Photo of Olivia Davis at 2024 AAAS

Olivia Davis 

A New Five-Year Review Metric to Evaluate Recovery Under the Endangered Species Act

Honorable Mention in the Science in Society as a Graduate presenter

“Overall, I had an amazing time at AAAS. Going into such a big, interdisciplinary conference, I wasn't sure what to expect, but everyone was kind and welcoming. I really enjoyed walking around the exhibition hall to chat with publishers and have the opportunity to attend a diverse array of talks. This was also my first poster presentation as a graduate student, so I was a bit nervous. However, the ASU team really helped me prepare and make the best poster, and presentation, that I could. It meant a lot to have such a supportive group at the conference too. I also really enjoyed how the conference gave the opportunity for scientists and journalists to interact so much. I love science writing, so getting to meet professionals in both of these fields was really exciting.”

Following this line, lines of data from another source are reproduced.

impl MatrixPresamples {
    /// Technosphere exchanges as `(input id, output id, exchange type)`
    pub fn technosphere(samples: SampleArray, exchanges: &[(i64, i64, ExchangeType)]) -> Result<Self> {
        let fields = vec![
            RecordField::new("input", ScalarType::U32),
            RecordField::new("output", ScalarType::U32),
            RecordField::new("row", ScalarType::U32),
            RecordField::new("col", ScalarType::U32),
            RecordField::new("type", ScalarType::U8),
        ];
        let records: Vec<Vec<i64>> = exchanges
            .iter()
            .map(|(input, output, kind)| vec![*input, *output, MISSING_INDEX, MISSING_INDEX, kind.code()])
            .collect();
        Ok(Self {
            kind: "technosphere".to_string(),
            samples,
            indices: IndexArray::from_records(fields, &records)?,
            metadata: MatrixMetadata::new(
                "technosphere_matrix",
                labels("input", "row", "_product_dict"),
                Some(labels("output", "col", "_activity_dict")),
            ),
        })
    }

    /// Biosphere exchanges as `(flow id, activity id)`
    pub fn biosphere(samples: SampleArray, exchanges: &[(i64, i64)]) -> Result<Self> {
        let fields = vec![
            RecordField::new("input", ScalarType::U32),
            RecordField::new("output", ScalarType::U32),
            RecordField::new("row", ScalarType::U32),
            RecordField::new("col", ScalarType::U32),
        ];
        let records: Vec<Vec<i64>> = exchanges
            .iter()
            .map(|(input, output)| vec![*input, *output, MISSING_INDEX, MISSING_INDEX])
            .collect();
        Ok(Self {
            kind: "biosphere".to_string(),
            samples,
            indices: IndexArray::from_records(fields, &records)?,
            metadata: MatrixMetadata::new(
                "biosphere_matrix",
                labels("input", "row", "_biosphere_dict"),
                Some(labels("output", "col", "_activity_dict")),
            ),
        })
    }

    /// Characterization factors, one flow id per sample row
    pub fn characterization(samples: SampleArray, flows: &[i64]) -> Result<Self> {
        let fields = vec![
            RecordField::new("flow", ScalarType::U32),
            RecordField::new("row", ScalarType::U32),
        ];
        let records: Vec<Vec<i64>> = flows.iter().map(|flow| vec![*flow, MISSING_INDEX]).collect();
        Ok(Self {
            kind: "cf".to_string(),
            samples,
            indices: IndexArray::from_records(fields, &records)?,
            metadata: MatrixMetadata::new(
                "characterization_matrix",
                labels("flow", "row", "_biosphere_dict"),
                None,
            ),
        })
    }

    /// Any other matrix, with caller-built index records
    pub fn custom(
        kind: impl Into<String>,
        samples: SampleArray,
        indices: IndexArray,
        metadata: MatrixMetadata,
    ) -> Self {
        Self {
            kind: kind.into(),
            samples,
            indices,
            metadata,
        }
    }
}

/// Named parameter samples, one name per sample row
#[derive(Debug, Clone)]
pub struct ParameterPresamples {
    pub samples: SampleArray,
    pub names: Vec<String>,
    pub label: Option<String>,
}

#[derive(Debug, Clone, Default)]
pub struct PackageOptions {
    /// Defaults to the id
    pub name: Option<String>,
    /// Defaults to a random UUID
    pub id: Option<String>,
    pub seed: Seed,
    /// Parent directory; the package is written to `{base_dir}/{id}`
    pub base_dir: PathBuf,
    /// Exact package directory, overriding `base_dir`
    pub dirpath: Option<PathBuf>,
    /// Replace an existing package directory
    pub overwrite: bool,
}

impl PackageOptions {
    pub fn in_directory(base_dir: impl Into<PathBuf>) -> Self {
        Self {
            base_dir: base_dir.into(),
            ..Default::default()
        }
    }

    pub fn with_seed(mut self, seed: Seed) -> Self {
        self.seed = seed;
        self
    }

    pub fn with_name(mut self, name: impl Into<String>) -> Self {
        self.name = Some(name.into());
        self
    }

    pub fn with_id(mut self, id: impl Into<String>) -> Self {
        self.id = Some(id.into());
        self
    }
}

/// Write a presamples package and return its id and directory
pub fn create_presamples_package(
    matrix_data: &[MatrixPresamples],
    parameter_data: &[ParameterPresamples],
    options: &PackageOptions,
) -> Result<(String, PathBuf)> {
    if matrix_data.is_empty() && parameter_data.is_empty() {
        return Err(PresamplesError::InvalidParameter(
            "a package needs matrix or parameter presamples".to_string(),
        ));
    }
    let ncols = check_inputs(matrix_data, parameter_data)?;

    let id = options
        .id
        .clone()
        .unwrap_or_else(|| Uuid::new_v4().simple().to_string());
    let name = options.name.clone().unwrap_or_else(|| id.clone());
    let dirpath = options
        .dirpath
        .clone()
        .unwrap_or_else(|| options.base_dir.join(&id));
    prepare_directory(&dirpath, options.overwrite)?;

    let mut resources = Vec::with_capacity(matrix_data.len() + parameter_data.len());
    for (position, data) in matrix_data.iter().enumerate() {
        let samples = write_samples(&dirpath, &id, position, &data.samples)?;
        let indices_path = format!("{id}.{position}.indices.npy");
        data.indices.write(&dirpath.join(&indices_path))?;
        let indices = npy_ref(&dirpath, indices_path, None)?;

        let col = data.metadata.col.clone();
        resources.push(Resource {
            samples: Some(samples),
            indices: Some(indices),
            matrix: Some(data.metadata.matrix.clone()),
            kind: Some(data.kind.clone()),
            index: Some(position),
            row_from_label: Some(data.metadata.row.from.clone()),
            row_to_label: Some(data.metadata.row.to.clone()),
            row_dict: Some(data.metadata.row.dict.clone()),
            col_from_label: col.as_ref().map(|c| c.from.clone()),
            col_to_label: col.as_ref().map(|c| c.to.clone()),
            col_dict: col.map(|c| c.dict),
            profile: Some(RESOURCE_PROFILE.to_string()),
            ..Default::default()
        });
    }

    for (offset, data) in parameter_data.iter().enumerate() {
        let position = matrix_data.len() + offset;
        let samples = write_samples(&dirpath, &id, position, &data.samples)?;
        let names_path = format!("{id}.{position}.names.json");
        let full_path = dirpath.join(&names_path);
        fs::write(&full_path, serde_json::to_string(&data.names)?)
            .map_err(|e| PresamplesError::io(&full_path, e))?;
        let names = FileRef {
            filepath: names_path,
            md5: md5_file(&full_path)?,
            shape: None,
            dtype: None,
            format: Some("json".to_string()),
            mediatype: Some(JSON_MEDIATYPE.to_string()),
        };

        resources.push(Resource {
            samples: Some(samples),
            names: Some(names),
            label: data.label.clone(),
            index: Some(position),
            profile: Some(RESOURCE_PROFILE.to_string()),
            ..Default::default()
        });
    }

    let package = Datapackage {
        name,
        id: id.clone(),
        profile: PACKAGE_PROFILE.to_string(),
        seed: options.seed,
        ncols: Some(ncols),
        resources,
    };
    package.write(&dirpath)?;

    info!(
        package_id = %id,
        dirpath = %dirpath.display(),
        resources = package.resources.len(),
        ncols,
        "Created presamples package"
    );
    Ok((id, dirpath))
}
//! Configuration Loader
//!
//! Layers defaults, an optional TOML file and `PRESAMPLES_*` environment
//! variables with the `config` crate, then validates the result.

use super::error::{ConfigResult, ConfigurationError};
use super::PresamplesConfig;
use config::{Config, Environment, File, FileFormat};
use std::collections::HashMap;
use std::path::Path;
use tracing::debug;

/// Prefix of environment variables that override file values
pub const ENV_PREFIX: &str = "PRESAMPLES";

impl PresamplesConfig {
    /// Load configuration from an optional TOML file and the process environment
    pub fn load(path: Option<&Path>) -> ConfigResult<Self> {
        Self::load_from_sources(path, None)
    }

    /// Load configuration with an explicit environment map instead of the process environment.
    ///
    /// Keys are full variable names such as `PRESAMPLES_SEED`. This is useful for
    /// testing without modifying global environment variables.
    pub fn load_from_sources(
        path: Option<&Path>,
        environment: Option<HashMap<String, String>>,
    ) -> ConfigResult<Self> {
        let defaults =
            Config::try_from(&PresamplesConfig::default()).map_err(ConfigurationError::source_error)?;
        let mut builder = Config::builder().add_source(defaults);

        if let Some(path) = path {
            if !path.is_file() {
                return Err(ConfigurationError::config_file_not_found(path));
            }
            debug!(path = %path.display(), "Loading presamples configuration file");
            builder = builder.add_source(File::from(path).format(FileFormat::Toml).required(true));
        }

        builder = builder.add_source(
            Environment::with_prefix(ENV_PREFIX)
                .try_parsing(true)
                .source(environment),
        );

        let merged = builder.build().map_err(ConfigurationError::source_error)?;
        let config: PresamplesConfig = merged
            .try_deserialize()
            .map_err(|e| ConfigurationError::type_mismatch("presamples", e))?;

        config.validate()?;

        debug!(
            seed = ?config.seed,
            verify_checksums = config.verify_checksums,
            log_level = %config.log_level,
            "Configuration loaded successfully"
        );

        Ok(config)
    }
}
//! # Structured Logging Module
//!
//! Installs a `tracing` subscriber configured from [`PresamplesConfig`].
//! `RUST_LOG` takes precedence over the configured level.

use crate::config::{LogFormat, PresamplesConfig};
use std::path::Path;
use std::sync::OnceLock;
use tracing_subscriber::{fmt, layer::SubscriberExt, util::SubscriberInitExt, EnvFilter, Layer};

static LOGGER_INITIALIZED: OnceLock<()> = OnceLock::new();

/// Initialize structured logging once per process
pub fn init_logging(config: &PresamplesConfig) {
    LOGGER_INITIALIZED.get_or_init(|| {
        let filter = EnvFilter::try_from_default_env()
            .unwrap_or_else(|_| EnvFilter::new(config.log_level.clone()));

        let layer = match config.log_format {
            LogFormat::Pretty => fmt::layer()
                .with_target(true)
                .with_level(true)
                .with_filter(filter)
                .boxed(),
            LogFormat::Json => fmt::layer()
                .json()
                .with_target(true)
                .with_level(true)
                .with_ansi(false)
                .with_filter(filter)
                .boxed(),
        };

        // Embedding applications may already own the global subscriber
        if tracing_subscriber::registry().with(layer).try_init().is_err() {
            tracing::debug!("Global tracing subscriber already initialized - continuing with existing subscriber");
        }

        tracing::info!(
            log_level = %config.log_level,
            log_format = ?config.log_format,
            "Structured logging initialized"
        );
    });
}

/// Log one loader operation on a package
pub fn log_package_operation(operation: &str, package_id: &str, dirpath: &Path, details: Option<&str>) {
    tracing::info!(
        operation = %operation,
        package_id = %package_id,
        dirpath = %dirpath.display(),
        details = details,
        "PACKAGE_OPERATION"
    );
}

#[cfg(test)]
mod tests {
    use super::*;

    #[test]
    fn test_init_logging_is_idempotent() {
        let config = PresamplesConfig::default();
        init_logging(&config);
        init_logging(&config);
        assert!(LOGGER_INITIALIZED.get().is_some());
    }
}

Photo of Mikayla Glancy at AAAS 2024

Mikayla Glancy

Neuroprotective Effects of ACMSD Across Sex in P301S Tauopathy Mouse Model

First Place in Brain & Behavior as an Undergraduate presenter

“Attending the AAAS meeting was an amazing experience both personally and professionally. I was able to hear lectures that interested me, make connections with peers and professionals, and get great practice presenting to an audience. I am very grateful I was able to attend!”

Photo of Jared Johnson at AAAS 2024

Jared Johnson

An Investigation on the Spatial Configurations of Amphibian Conservation in Drylands

“I had a great time representing ASU at AAAS ‘24. My favorite part of the trip was meeting other ASU students with different background in Biology and learning about all the interesting research topics we were each presenting. I also was able to connect with a lot of potential employers and gain valuable presentation experience.”

Photo of Sophia K at AAAS 2024

Sophia Koutsgiannis

Can We Turn Back the Clock on Insecticide Resistance?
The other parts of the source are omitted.